Apr 8, 2024 - Health

Not "geriatric": Pregnancy at age 35 can have benefits

Share of U.S. babies born to mothers in select age&nbspgroups
Data: CDC Wonder; Chart: Erin Davis/Axios Visuals

More than half of U.S. babies born in 2023 had birth mothers in their 30s and older, according to provisional CDC data.

Why it matters: In the last few years, age 35 has gone from the start of "geriatric pregnancy" to potentially a maternal-age sweet spot.

The intrigue: 35-year-olds received more prenatal monitoring and had a small decrease in prenatal mortality compared to those even a few months younger, according to a 2021 JAMA Health Forum study.
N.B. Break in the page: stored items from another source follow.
use std::fmt;
use std::str::FromStr;

use serde::{Deserialize, Serialize};

/// Kind of the item streamed by the indexer.
#[derive(Debug, Clone, Copy, Eq, PartialEq, Hash, Ord, PartialOrd, Serialize, Deserialize)]
#[serde(rename_all = "lowercase")]
pub enum ItemKind {
    /// Full block BOC.
    Block,
    /// Transaction BOC.
    Transaction,
    /// Message BOC.
    Message,
}

impl ItemKind {
    /// Returns the name used in routes and configs.
    pub const fn as_str(&self) -> &'static str {
        match self {
            Self::Block => "block",
            Self::Transaction => "transaction",
            Self::Message => "message",
        }
    }
}

impl fmt::Display for ItemKind {
    fn fmt(&self, f: &mut fmt::Formatter<'_>) -> fmt::Result {
        f.write_str(self.as_str())
    }
}

impl FromStr for ItemKind {
    type Err = ParseRouteError;

    fn from_str(s: &str) -> Result<Self, Self::Err> {
        Ok(match s {
            "block" => Self::Block,
            "transaction" => Self::Transaction,
            "message" => Self::Message,
            _ => return Err(ParseRouteError::UnknownKind(s.to_owned())),
        })
    }
}

/// Stream path of a single handler: `/{kind}/{handler}`.
#[derive(Debug, Clone, Eq, PartialEq, Hash, Ord, PartialOrd)]
pub struct Route {
    /// Item kind.
    pub kind: ItemKind,
    /// Handler name.
    pub handler: String,
}

impl Route {
    /// Creates a new route.
    pub fn new(kind: ItemKind, handler: impl Into<String>) -> Self {
        Self {
            kind,
            handler: handler.into(),
        }
    }
}

impl fmt::Display for Route {
    fn fmt(&self, f: &mut fmt::Formatter<'_>) -> fmt::Result {
        write!(f, "/{}/{}", self.kind, self.handler)
    }
}

impl FromStr for Route {
    type Err = ParseRouteError;

    fn from_str(s: &str) -> Result<Self, Self::Err> {
        let Some(rest) = s.strip_prefix('/') else {
            return Err(ParseRouteError::InvalidFormat);
        };
        let Some((kind, handler)) = rest.split_once('/') else {
            return Err(ParseRouteError::InvalidFormat);
        };
        if handler.is_empty() || handler.contains('/') {
            return Err(ParseRouteError::InvalidFormat);
        }

        Ok(Self {
            kind: kind.parse()?,
            handler: handler.to_owned(),
        })
    }
}

impl Serialize for Route {
    fn serialize<S: serde::Serializer>(&self, serializer: S) -> Result<S::Ok, S::Error> {
        serializer.collect_str(self)
    }
}

/// Error type for route parsing.
#[derive(Debug, Clone, Eq, PartialEq, thiserror::Error)]
pub enum ParseRouteError {
    /// The path is not in the `/{kind}/{handler}` form.
    #[error("expected `/{{kind}}/{{handler}}`")]
    InvalidFormat,
    /// Unknown item kind.
    #[error("unknown item kind `{0}`")]
    UnknownKind(String),
}
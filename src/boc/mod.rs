//! BOC (Bag Of Cells) implementation.

use sha2::Digest;

use crate::cell::{CellTree, HashBytes};

/// BOC decoder implementation.
pub mod de;

/// BOC file magic number.
#[derive(Default, Debug, Copy, Clone, Eq, PartialEq)]
pub enum BocTag {
    /// Single root, cells index, no CRC32
    Indexed,
    /// Single root, cells index, with CRC32
    IndexedCrc32,
    /// Multiple roots, optional cells index, optional CRC32
    #[default]
    Generic,
}

impl BocTag {
    const INDEXED: [u8; 4] = [0x68, 0xff, 0x65, 0xf3];
    const INDEXED_CRC32: [u8; 4] = [0xac, 0xc3, 0xa7, 0x28];
    const GENERIC: [u8; 4] = [0xb5, 0xee, 0x9c, 0x72];

    /// Tries to match bytes with BOC tag.
    pub const fn from_bytes(data: [u8; 4]) -> Option<Self> {
        match data {
            Self::GENERIC => Some(Self::Generic),
            Self::INDEXED_CRC32 => Some(Self::IndexedCrc32),
            Self::INDEXED => Some(Self::Indexed),
            _ => None,
        }
    }

    /// Converts BOC tag to bytes.
    pub const fn to_bytes(self) -> [u8; 4] {
        match self {
            Self::Indexed => Self::INDEXED,
            Self::IndexedCrc32 => Self::INDEXED_CRC32,
            Self::Generic => Self::GENERIC,
        }
    }
}

/// BOC (Bag Of Cells) helper.
pub struct Boc;

impl Boc {
    /// Computes a simple SHA256 hash of the data.
    #[inline]
    pub fn file_hash(data: impl AsRef<[u8]>) -> HashBytes {
        fn file_hash_impl(data: &[u8]) -> HashBytes {
            HashBytes(sha2::Sha256::digest(data).into())
        }
        file_hash_impl(data.as_ref())
    }

    /// Decodes a cell tree from a base64 encoded BOC.
    pub fn decode_base64<T: AsRef<[u8]>>(data: T) -> Result<CellTree, de::Error> {
        fn decode_base64_impl(data: &[u8]) -> Result<CellTree, de::Error> {
            match crate::util::decode_base64(data) {
                Ok(data) => Boc::decode(data),
                Err(_) => Err(de::Error::InvalidEncoding),
            }
        }
        decode_base64_impl(data.as_ref())
    }

    /// Decodes a cell tree from a hex encoded BOC.
    pub fn decode_hex<T: AsRef<[u8]>>(data: T) -> Result<CellTree, de::Error> {
        fn decode_hex_impl(data: &[u8]) -> Result<CellTree, de::Error> {
            match hex::decode(data) {
                Ok(data) => Boc::decode(data),
                Err(_) => Err(de::Error::InvalidEncoding),
            }
        }
        decode_hex_impl(data.as_ref())
    }

    /// Decodes a cell tree from bytes.
    pub fn decode<T>(data: T) -> Result<CellTree, de::Error>
    where
        T: AsRef<[u8]>,
    {
        fn decode_impl(data: &[u8]) -> Result<CellTree, de::Error> {
            let header = ok!(de::BocHeader::decode(data));
            header.finalize()
        }
        decode_impl(data.as_ref())
    }
}

#[cfg(test)]
mod tests;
Between the lines: Although non-invasive prenatal tests (NIPT) are offered to patients of any age, some insurance plans only cover them for women age 35 and older at time of delivery.
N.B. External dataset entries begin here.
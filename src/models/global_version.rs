//! Global version and capabilities.

use crate::cell::{CellSlice, Load};
use crate::error::Error;
use crate::models::TlbTag;

decl_tlb_tag! {
    /// Constructor tag of [`GlobalVersion`].
    pub enum GlobalVersionTag("GlobalVersion", 8) {
        /// `capabilities#c4`
        Capabilities = 0xc4,
    }
}

/// Software info.
#[derive(Debug, Default, Clone, Copy, Eq, PartialEq, serde::Serialize)]
pub struct GlobalVersion {
    /// Software version.
    pub version: u32,
    /// Software capability flags.
    pub capabilities: GlobalCapabilities,
}

impl<'a> Load<'a> for GlobalVersion {
    fn load_from(slice: &mut CellSlice<'a>) -> Result<Self, Error> {
        ok!(GlobalVersionTag::load_tag(slice));
        Ok(Self {
            version: ok!(slice.load_u32()),
            capabilities: GlobalCapabilities(ok!(slice.load_u64())),
        })
    }
}

/// A set of enabled capabilities.
#[derive(Debug, Default, Copy, Clone, Eq, PartialEq, serde::Serialize)]
#[serde(transparent)]
#[repr(transparent)]
pub struct GlobalCapabilities(u64);

impl GlobalCapabilities {
    /// Creates a new capabilities set from raw flags.
    #[inline]
    pub const fn new(inner: u64) -> Self {
        Self(inner)
    }

    /// Returns `true` if the set contains no enabled capabilities.
    #[inline]
    pub const fn is_empty(&self) -> bool {
        self.0 == 0
    }

    /// Returns the number of enabled capabilities.
    pub const fn len(&self) -> usize {
        self.0.count_ones() as usize
    }

    /// Returns `true` if the capability with the specified bit offset is enabled.
    #[inline]
    pub const fn contains_bit(&self, bit_offset: u32) -> bool {
        bit_offset < 64 && self.0 & (1u64 << bit_offset) != 0
    }

    /// Returns the underlying bit mask.
    #[inline]
    pub const fn into_inner(self) -> u64 {
        self.0
    }
}

impl From<u64> for GlobalCapabilities {
    #[inline]
    fn from(value: u64) -> Self {
        Self(value)
    }
}

impl From<GlobalCapabilities> for u64 {
    #[inline]
    fn from(value: GlobalCapabilities) -> Self {
        value.0
    }
}
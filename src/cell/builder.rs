use smallvec::SmallVec;

use crate::cell::{CellIndex, HashBytes, MAX_BIT_LEN, MAX_REF_COUNT};
use crate::error::Error;
use crate::util::unlikely;

/// Builder for constructing cells with densely packed data.
///
/// References are indices of cells which are already in the target [`CellTree`].
///
/// [`CellTree`]: crate::cell::CellTree
#[derive(Clone)]
pub struct CellBuilder {
    data: [u8; 128],
    bit_len: u16,
    references: SmallVec<[CellIndex; MAX_REF_COUNT]>,
}

impl Default for CellBuilder {
    #[inline]
    fn default() -> Self {
        Self::new()
    }
}

impl CellBuilder {
    /// Creates an empty cell builder.
    pub fn new() -> Self {
        Self {
            data: [0; 128],
            bit_len: 0,
            references: SmallVec::new(),
        }
    }

    /// Returns the data size of this cell in bits.
    #[inline]
    pub fn bit_len(&self) -> u16 {
        self.bit_len
    }

    /// Returns the remaining capacity in bits.
    #[inline]
    pub fn spare_bits_capacity(&self) -> u16 {
        MAX_BIT_LEN - self.bit_len
    }

    /// Returns the remaining capacity in references.
    #[inline]
    pub fn spare_refs_capacity(&self) -> u8 {
        (MAX_REF_COUNT - self.references.len()) as u8
    }

    /// Returns whether the builder has enough space for the specified
    /// number of bits and references.
    #[inline]
    pub fn has_capacity(&self, bits: u16, refs: u8) -> bool {
        self.bit_len as u32 + bits as u32 <= MAX_BIT_LEN as u32
            && self.references.len() + refs as usize <= MAX_REF_COUNT
    }

    /// Tries to store the specified number of zero bits.
    pub fn store_zeros(&mut self, bits: u16) -> Result<(), Error> {
        if unlikely(!self.has_capacity(bits, 0)) {
            return Err(Error::CellOverflow);
        }
        self.bit_len += bits;
        Ok(())
    }

    /// Tries to store one bit.
    pub fn store_bit(&mut self, bit: bool) -> Result<(), Error> {
        self.store_uint(bit as u64, 1)
    }

    /// Tries to store `bits` lowest bits of the value.
    pub fn store_uint(&mut self, value: u64, bits: u16) -> Result<(), Error> {
        if unlikely(bits > 64) {
            return Err(Error::IntOverflow);
        }
        if unlikely(!self.has_capacity(bits, 0)) {
            return Err(Error::CellOverflow);
        }

        let mut left = bits;
        while left > 0 {
            let position = self.bit_len;
            let free = 8 - position % 8;
            let take = std::cmp::min(free, left);

            let chunk = ((value >> (left - take)) & ((1u64 << take) - 1)) as u8;
            self.data[(position / 8) as usize] |= chunk << (free - take);

            self.bit_len += take;
            left -= take;
        }

        Ok(())
    }

    /// Tries to store `bits` lowest bits of the byte.
    pub fn store_small_uint(&mut self, value: u8, bits: u16) -> Result<(), Error> {
        if unlikely(bits > 8) {
            return Err(Error::IntOverflow);
        }
        self.store_uint(value as u64, bits)
    }

    /// Tries to store `u8` in the cell.
    #[inline]
    pub fn store_u8(&mut self, value: u8) -> Result<(), Error> {
        self.store_uint(value as u64, 8)
    }

    /// Tries to store `u16` in the cell.
    #[inline]
    pub fn store_u16(&mut self, value: u16) -> Result<(), Error> {
        self.store_uint(value as u64, 16)
    }

    /// Tries to store `u32` in the cell.
    #[inline]
    pub fn store_u32(&mut self, value: u32) -> Result<(), Error> {
        self.store_uint(value as u64, 32)
    }

    /// Tries to store `i32` in the cell.
    #[inline]
    pub fn store_i32(&mut self, value: i32) -> Result<(), Error> {
        self.store_uint(value as u32 as u64, 32)
    }

    /// Tries to store `u64` in the cell.
    #[inline]
    pub fn store_u64(&mut self, value: u64) -> Result<(), Error> {
        self.store_uint(value, 64)
    }

    /// Tries to store a length-prefixed big-endian integer using
    /// the minimal number of bytes.
    pub fn store_var_uint(&mut self, value: u128, len_bits: u16) -> Result<(), Error> {
        let len = 16 - value.leading_zeros() as u16 / 8;
        if unlikely(len_bits > 8 || (len as u32) >= (1u32 << len_bits)) {
            return Err(Error::IntOverflow);
        }
        if unlikely(!self.has_capacity(len_bits + len * 8, 0)) {
            return Err(Error::CellOverflow);
        }

        ok!(self.store_uint(len as u64, len_bits));
        let bytes = value.to_be_bytes();
        self.store_raw(&bytes[16 - len as usize..], len * 8)
    }

    /// Tries to store bytes in the cell.
    pub fn store_raw(&mut self, value: &[u8], bits: u16) -> Result<(), Error> {
        if unlikely((bits as usize + 7) / 8 > value.len()) {
            return Err(Error::UnexpectedEndOfData);
        }
        if unlikely(!self.has_capacity(bits, 0)) {
            return Err(Error::CellOverflow);
        }

        let mut left = bits;
        for byte in value {
            if left == 0 {
                break;
            }
            let take = std::cmp::min(8, left);
            ok!(self.store_uint((*byte >> (8 - take)) as u64, take));
            left -= take;
        }
        Ok(())
    }

    /// Tries to store 32 bytes in the cell.
    #[inline]
    pub fn store_u256(&mut self, value: &HashBytes) -> Result<(), Error> {
        self.store_raw(value.as_slice(), 256)
    }

    /// Tries to store a child in the cell.
    pub fn store_reference(&mut self, cell: CellIndex) -> Result<(), Error> {
        if unlikely(!self.has_capacity(0, 1)) {
            return Err(Error::CellOverflow);
        }
        self.references.push(cell);
        Ok(())
    }

    pub(crate) fn into_parts(self) -> (u16, [u8; 128], SmallVec<[CellIndex; MAX_REF_COUNT]>) {
        (self.bit_len, self.data, self.references)
    }
}

impl std::fmt::Debug for CellBuilder {
    fn fmt(&self, f: &mut std::fmt::Formatter<'_>) -> std::fmt::Result {
        let byte_len = (self.bit_len as usize + 7) / 8;
        f.debug_struct("CellBuilder")
            .field("data", &hex::encode(&self.data[..byte_len]))
            .field("bit_len", &self.bit_len)
            .field("references", &self.references)
            .finish()
    }
}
Catch up quick: 35 became the start of "advanced maternal age" decades ago, largely thanks to studies on the then-new invasive genetic test called an amniocentesis.

  • Researchers determined that for a woman 35+, the chances of carrying a baby with a genetic condition were greater than the risk of pregnancy loss as a result of getting an amniocentesis to test for that condition, Tiffany Pham, OB-GYN and Flo Health medical adviser, tells Axios.
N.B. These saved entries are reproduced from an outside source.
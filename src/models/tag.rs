use crate::cell::CellSlice;
use crate::error::Error;

/// A closed set of TLB constructor tags of a record.
pub trait TlbTag: Sized + Copy {
    /// Record name used in errors.
    const RECORD: &'static str;
    /// Tag width in bits.
    const BITS: u16;

    /// Matches the raw value against the known tags.
    fn from_raw(tag: u32) -> Option<Self>;

    /// Returns the raw value of the tag.
    fn into_raw(self) -> u32;

    /// Reads and matches the tag.
    ///
    /// Nothing is consumed when the tag is unknown.
    fn load_tag(slice: &mut CellSlice<'_>) -> Result<Self, Error> {
        let tag = ok!(slice.get_uint(0, Self::BITS)) as u32;
        match Self::from_raw(tag) {
            Some(value) => {
                ok!(slice.skip_bits(Self::BITS));
                Ok(value)
            }
            None => Err(Error::InvalidTag {
                record: Self::RECORD,
                tag,
            }),
        }
    }
}

macro_rules! decl_tlb_tag {
    (
        $(#[doc = $doc:expr])*
        $vis:vis enum $ident:ident($record:literal, $bits:literal) {$(
            $(#[doc = $var_doc:expr])*
            $variant:ident = $value:literal
        ),*$(,)?}
    ) => {
        $(#[doc = $doc])*
        #[derive(Debug, Clone, Copy, Eq, PartialEq, Hash, serde::Serialize)]
        #[repr(u32)]
        $vis enum $ident {$(
            $(#[doc = $var_doc])*
            $variant = $value
        ),*,}

        impl $crate::models::TlbTag for $ident {
            const RECORD: &'static str = $record;
            const BITS: u16 = $bits;

            #[inline]
            fn from_raw(tag: u32) -> Option<Self> {
                match tag {
                    $($value => Some(Self::$variant),)*
                    _ => None,
                }
            }

            #[inline]
            fn into_raw(self) -> u32 {
                self as u32
            }
        }
    };
}
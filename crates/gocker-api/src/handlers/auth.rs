//! Authentication API handlers
//!
//! Provides HTTP endpoints for registration, login, token refresh, logout
//! and the caller's profile.

use crate::audit::{audit_log, extract_ip_address, extract_user_agent, AuditEvent};
use crate::auth::{AuthError, AuthenticateRequest, AuthenticatedUser, RefreshRequest, RegisterRequest};
use crate::error::{ApiSuccess, AppError};
use crate::handlers::users::UserResponse;
use crate::state::AppState;
use axum::{
    extract::{rejection::JsonRejection, State},
    http::{HeaderMap, StatusCode},
    response::IntoResponse,
    Extension, Json,
};
use serde::{Deserialize, Serialize};
use std::sync::Arc;
use utoipa::ToSchema;

/// Access and refresh token pair
#[derive(Debug, Serialize, Deserialize, ToSchema)]
pub struct AuthenticationResponse {
    pub token: String,
    #[serde(rename = "refresh-token")]
    pub refresh_token: String,
}

/// Newly issued access token
#[derive(Debug, Serialize, Deserialize, ToSchema)]
pub struct TokenResponse {
    pub token: String,
}

/// Register a new user account
///
/// New users get the admin role only when their email equals `ADMIN_EMAIL`.
#[utoipa::path(
    post,
    path = "/api/v1/auth/register",
    tag = "auth",
    request_body = RegisterRequest,
    responses(
        (status = 201, description = "User registered", body = AuthenticationResponse),
        (status = 400, description = "Invalid input", body = [ApiError]),
        (status = 409, description = "Email already registered", body = ApiError),
    )
)]
pub async fn register_handler(
    State(state): State<Arc<AppState>>,
    headers: HeaderMap,
    payload: Result<Json<RegisterRequest>, JsonRejection>,
) -> Result<impl IntoResponse, AppError> {
    let Json(request) = payload?;
    let email = request.email.clone();

    match state.auth.register(request).await {
        Ok((user, pair)) => {
            audit_log(&AuditEvent::RegistrationSuccess {
                user_id: user.id,
                email: user.email.clone(),
                role: user.role.to_string(),
                ip_address: extract_ip_address(&headers),
                user_agent: extract_user_agent(&headers),
            });

            Ok((
                StatusCode::CREATED,
                Json(AuthenticationResponse {
                    token: pair.access.value,
                    refresh_token: pair.refresh.value,
                }),
            ))
        }
        Err(err) => {
            if !matches!(err, AuthError::Validation(_)) {
                audit_log(&AuditEvent::RegistrationFailure {
                    email,
                    reason: err.to_string(),
                    ip_address: extract_ip_address(&headers),
                    user_agent: extract_user_agent(&headers),
                });
            }
            Err(err.into())
        }
    }
}

/// Login with email and password
///
/// Under the single session policy every token issued earlier to the user
/// stops working.
#[utoipa::path(
    post,
    path = "/api/v1/auth/authenticate",
    tag = "auth",
    request_body = AuthenticateRequest,
    responses(
        (status = 200, description = "Authenticated", body = AuthenticationResponse),
        (status = 400, description = "Invalid input or wrong password", body = ApiError),
        (status = 404, description = "Unknown email", body = ApiError),
    )
)]
pub async fn authenticate_handler(
    State(state): State<Arc<AppState>>,
    headers: HeaderMap,
    payload: Result<Json<AuthenticateRequest>, JsonRejection>,
) -> Result<impl IntoResponse, AppError> {
    let Json(request) = payload?;
    let email = request.email.clone();

    match state.auth.authenticate(request).await {
        Ok((user, pair, revoked_tokens)) => {
            audit_log(&AuditEvent::LoginSuccess {
                user_id: user.id,
                email: user.email,
                revoked_tokens,
                ip_address: extract_ip_address(&headers),
                user_agent: extract_user_agent(&headers),
            });

            Ok(Json(AuthenticationResponse {
                token: pair.access.value,
                refresh_token: pair.refresh.value,
            }))
        }
        Err(err) => {
            if matches!(err, AuthError::NotFound(_) | AuthError::WrongCredential) {
                audit_log(&AuditEvent::LoginFailure {
                    email,
                    reason: err.to_string(),
                    ip_address: extract_ip_address(&headers),
                    user_agent: extract_user_agent(&headers),
                });
            }
            Err(err.into())
        }
    }
}

/// Refresh access token
///
/// Exchanges a stored refresh token for a new access token. The refresh
/// token stays valid.
#[utoipa::path(
    post,
    path = "/api/v1/auth/refresh-token",
    tag = "auth",
    request_body = RefreshRequest,
    responses(
        (status = 201, description = "New access token", body = TokenResponse),
        (status = 403, description = "Refresh token invalid, expired or revoked", body = ApiError),
        (status = 404, description = "User or access record missing", body = ApiError),
    )
)]
pub async fn refresh_handler(
    State(state): State<Arc<AppState>>,
    headers: HeaderMap,
    payload: Result<Json<RefreshRequest>, JsonRejection>,
) -> Result<impl IntoResponse, AppError> {
    let Json(request) = payload?;
    let (user, access) = state.auth.refresh(request).await?;

    audit_log(&AuditEvent::TokenRefresh {
        user_id: user.id,
        email: user.email,
        ip_address: extract_ip_address(&headers),
    });

    Ok((
        StatusCode::CREATED,
        Json(TokenResponse {
            token: access.value,
        }),
    ))
}

/// Logout
///
/// Revokes every token of the caller, on all devices.
#[utoipa::path(
    post,
    path = "/api/v1/auth/logout",
    tag = "auth",
    responses(
        (status = 200, description = "Logged out", body = ApiSuccess),
        (status = 403, description = "Missing or invalid token", body = ApiError),
    ),
    security(
        ("bearer_auth" = [])
    )
)]
pub async fn logout_handler(
    State(state): State<Arc<AppState>>,
    Extension(user): Extension<AuthenticatedUser>,
    headers: HeaderMap,
) -> Result<impl IntoResponse, AppError> {
    let revoked_tokens = state.auth.logout(user.user_id).await?;

    audit_log(&AuditEvent::Logout {
        user_id: user.user_id,
        email: user.email,
        revoked_tokens,
        ip_address: extract_ip_address(&headers),
    });

    Ok(Json(ApiSuccess::new("Logged out successfully.")))
}

/// Get current user profile
#[utoipa::path(
    get,
    path = "/api/v1/auth/me",
    tag = "auth",
    responses(
        (status = 200, description = "Current user profile", body = UserResponse),
        (status = 403, description = "Missing or invalid token", body = ApiError),
    ),
    security(
        ("bearer_auth" = [])
    )
)]
pub async fn me_handler(
    State(state): State<Arc<AppState>>,
    Extension(user): Extension<AuthenticatedUser>,
) -> Result<impl IntoResponse, AppError> {
    let profile = state
        .users
        .find_user_by_id(user.user_id)
        .await?
        .ok_or_else(|| AppError::NotFound("User not found".to_string()))?;

    Ok(Json(UserResponse::from(profile)))
}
But that's a "dated paradigm" and "there's nothing really particularly magic" about age 35, says Alison Cahill, professor and associate dean of translation research at the Department of Women's Health at Dell Medical School, University of Texas at Austin.

  • We have since learned that the amniocentesis risk is much lower than previously thought.
  • And there are now less-invasive and lower-risk procedures for prenatal genetic screening.

Reality check: Pregnancy risks do increase with age. But the effects are much more pronounced after age 40, compared to 35.

  • New ACOG guidelines emphasize that pregnancy risks should be considered among patients in five-year age groups — ages 35-39, 40-44, etc. — instead of in one big advanced maternal age group.

Yes, but: Women considering having kids by their mid-30s should be acquainted with their own physiology and possible fertility challenges "much earlier than 35," says Jane van Dis, OB-GYN and assistant professor at the University of Rochester.

The big picture: Insensitive wording has long added to the stigma about later-in-life pregnancy — but there's been some progress when it comes to maternal health terminology.

  • In a poll conducted last month with users, women's social app Peanut found that 40% of women in their mid-30s and above reported a positive shift in language from their health care providers, moving away from terms like "geriatric pregnancy" to their recommended "35+ pregnancy."

Carly's thought bubble: I'm a healthy 35-year-old pregnant person, and in my first prenatal appointment, I pointed out to my OB-GYN that I was of "advanced maternal age."

  • I asked her if that made me a high-risk patient.
  • Her response: laughter. After a pause, she said: "You're one of my younger patients."
  • We haven't talked about my age since.